Muitos protocolos foram criados com o intuito de preservar os consumidores e equipes de
trabalho. Esse afrouxamento e essa percepção de “cura” reascende as discussões sobre o
timing certo dessa retomada acontecer. De sinalização a aferição de temperatura cada
estabelecimento tem tentado preservar a segurança dos espaços e consequentemente a
manutenção econômica. Sim, as pessoas precisam dos empregos e a economia precisa rodar.
Porém, é o momento ideal?
Compreender os movimentos de consumo é uma oportunidade genuína de praticar a
empatia e oferecer experiências positivas não só no contexto físico quanto digital. É preciso
que as marcas enxerguem que a base de sua construção é feita por propósitos. A recém-
lançada marca VI.RUS2020 logo que nasceu já foi rebatizada por @amar.ca2020 e demonstra
essa falta de empatia. A marca é de Thaila Ayla, atriz e influencer. A “postura” de Thaila assim
como de outros influencers nesses tempos passaram a ter uma vigília cada vez mais ativa dos
seguidores. Mas, por que não entendem de fato o que significa ser um influencer?
Os influencers devem compreender que são tidos como modelos, exemplos e
referências para quem os segue. Além disso, deveriam ter uma postura de educadores no
sentido de gerar conteúdo de relevância em vez apenas de publi posts. Que diga Gabriella
Pugliegsi ao divulgar em suas redes vídeos/fotos em plena época de quarentena promovendo
uma festinha particular indo contra a onda do isolamento. Duramente criticada teve contratos
cancelados e seu perfil de uma hora para a outra desativado.

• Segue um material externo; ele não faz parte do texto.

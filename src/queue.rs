//! Triage Queue - the priority queue engine.
//!
//! A `Vec`-backed binary min-heap of patients keyed on `(urgency, arrival)`.
//! Node `i`'s children live at `2i+1` and `2i+2`, its parent at `(i-1)/2`;
//! the root is always the next patient to be seen. The flat array keeps
//! parent/child hops as index arithmetic instead of pointer chasing.

use crate::command::TriageError;
use crate::patient::Patient;

/// Priority queue of waiting patients.
///
/// Admission assigns each patient a strictly increasing arrival number, so
/// no two patients ever compare equal and service order is deterministic:
/// urgency first, FIFO within the same urgency.
#[derive(Debug, Default)]
pub struct TriageQueue {
    /// Implicit binary tree in backing-array order
    heap: Vec<Patient>,
    /// Last arrival number handed out; pre-incremented on admission
    next_arrival: u64,
}

impl TriageQueue {
    /// Create an empty queue
    pub fn new() -> Self {
        Self {
            heap: Vec::new(),
            next_arrival: 0,
        }
    }

    /// Create an empty queue with room for `capacity` patients
    pub fn with_capacity(capacity: usize) -> Self {
        Self {
            heap: Vec::with_capacity(capacity),
            next_arrival: 0,
        }
    }

    // ========================================================================
    // Queue Operations
    // ========================================================================

    /// Admit a patient.
    ///
    /// Assigns the next arrival number, appends the patient, and sifts it
    /// up until its parent orders before it. Arrival numbers keep
    /// increasing across later removals, so they stay globally unique.
    ///
    /// # Complexity
    /// O(log n)
    pub fn add(&mut self, mut patient: Patient) {
        self.next_arrival += 1;
        patient.assign_arrival(self.next_arrival);
        self.heap.push(patient);
        self.sift_up(self.heap.len() - 1);
    }

    /// Remove and return the next patient to be seen.
    ///
    /// The last entry moves into the root slot and sifts down toward the
    /// leaves until both children order after it. Ownership of the
    /// returned patient transfers to the caller.
    ///
    /// # Errors
    /// `EmptyQueue` if nobody is waiting; state is untouched.
    ///
    /// # Complexity
    /// O(log n)
    pub fn remove_next(&mut self) -> Result<Patient, TriageError> {
        if self.heap.is_empty() {
            return Err(TriageError::EmptyQueue);
        }

        // swap_remove is exactly the remove-min move: last entry into the
        // root slot, sequence shrinks by one.
        let next = self.heap.swap_remove(0);
        if !self.heap.is_empty() {
            self.sift_down(0);
        }
        Ok(next)
    }

    /// Next patient to be seen, without removing them.
    ///
    /// # Errors
    /// `EmptyQueue` if nobody is waiting.
    pub fn peek_next(&self) -> Result<&Patient, TriageError> {
        self.heap.first().ok_or(TriageError::EmptyQueue)
    }

    /// Number of waiting patients
    #[inline]
    pub fn len(&self) -> usize {
        self.heap.len()
    }

    /// Returns true if nobody is waiting
    #[inline]
    pub fn is_empty(&self) -> bool {
        self.heap.is_empty()
    }

    // ========================================================================
    // Rendering
    // ========================================================================

    /// Patients in current backing-array order.
    ///
    /// Heap order, not service order: only the first element is guaranteed
    /// to be the next patient seen.
    pub fn iter(&self) -> impl Iterator<Item = &Patient> {
        self.heap.iter()
    }

    /// Waiting-list rows in backing-array order (the order `list` shows).
    pub fn render(&self) -> String {
        self.heap.iter().map(Patient::row).collect()
    }

    // ========================================================================
    // Heap Restoration
    // ========================================================================

    /// Walk an entry toward the root, swapping with its parent while it
    /// orders strictly before the parent.
    fn sift_up(&mut self, mut index: usize) {
        while index > 0 {
            let parent = (index - 1) / 2;
            if self.heap[parent] <= self.heap[index] {
                break;
            }
            self.heap.swap(parent, index);
            index = parent;
        }
    }

    /// Walk an entry toward the leaves, swapping with the smaller child
    /// while that child orders strictly before it. A missing right child
    /// leaves only the left child eligible.
    fn sift_down(&mut self, mut index: usize) {
        let len = self.heap.len();
        loop {
            let left = 2 * index + 1;
            let right = 2 * index + 2;
            let mut smallest = index;

            if left < len && self.heap[left] < self.heap[smallest] {
                smallest = left;
            }
            if right < len && self.heap[right] < self.heap[smallest] {
                smallest = right;
            }
            if smallest == index {
                break;
            }
            self.heap.swap(index, smallest);
            index = smallest;
        }
    }
}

Em momentos pelos quais estamos vivendo todo cuidado é pouco. A pandemia
demonstra e reforça que sairão na frente e serão lembradas marcas e pessoas que entregam
benefícios para os consumidores. É preciso que marcas surjam sob o pilar da empatia e de uma
postura ativa sobre o que a cerca, vide a repercussão do movimento Black Lives Matter (vidas
negras importam), como resposta ao assassinato do afro-americano George Floyd.
Na moda vimos nos últimos tempos a bandeira do racismo ser levantada
recentemente com o perfil no Instagram @modaracista que escancarou esse modelo
instaurado nas veias da moda, porém, o perfil foi desativado por não estar de acordo com as
políticas e regras da plataforma.
Podemos estar vivendo em low touch, mas, estamos online
24h e a geração de informação e desinformação é de uma velocidade absurda.
Marcas devem funcionar como plataformas de experiências, conteúdos, cooperação e
influência e a lição disso tudo é na dúvida se cercar de informação, planejar e se for preciso
recalcular suas ações antes de apertar PUBLICAR e/ou COMPRAR.